• _Prompt_
Search the records for the string "locator" and copy every line where it turns up.

··· Records

//! Capstan - build plugin driving the keel codegen toolchain
//!
//! This crate locates the optionally-installed keel toolchain on a build's
//! dependency search path, gates each operation on the installed version,
//! binds to the toolchain's commands dynamically, and invokes it to
//! generate header stubs and API documentation.

pub mod capability;
pub mod driver;
pub mod error;
pub mod host;
pub mod ops;
pub mod toolchain;
pub mod util;
pub mod version;

/// Test utilities and mocks for capstan unit tests.
///
/// Provides an on-disk fake toolchain fixture, a recording process runner,
/// and a recording build host.
#[cfg(test)]
pub mod test_support;

pub use capability::{CapabilityGate, Operation};
pub use driver::{GenerationDriver, GenerationOutcome, GenerationRequest};
pub use error::ToolchainError;
pub use host::{BuildHost, Scope};
pub use toolchain::{BoundCommand, ToolchainHandle};
pub use version::Version;
//! Dynamic binding to the optionally-installed keel toolchain.
//!
//! The build has no compile-time knowledge of keel. Everything here is
//! resolved at build time from the operation's toolchain search path: the
//! installation (via its `keel.toml` descriptor), its version, its tool
//! binaries, and the commands they advertise.

mod descriptor;
mod locator;

pub use descriptor::{CommandSection, ToolchainDescriptor, DESCRIPTOR_NAME};
pub use locator::{BoundCommand, ToolchainHandle, LAUNCHER};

······

• _Task solution_
mod locator;
pub use locator::{BoundCommand, ToolchainHandle, LAUNCHER};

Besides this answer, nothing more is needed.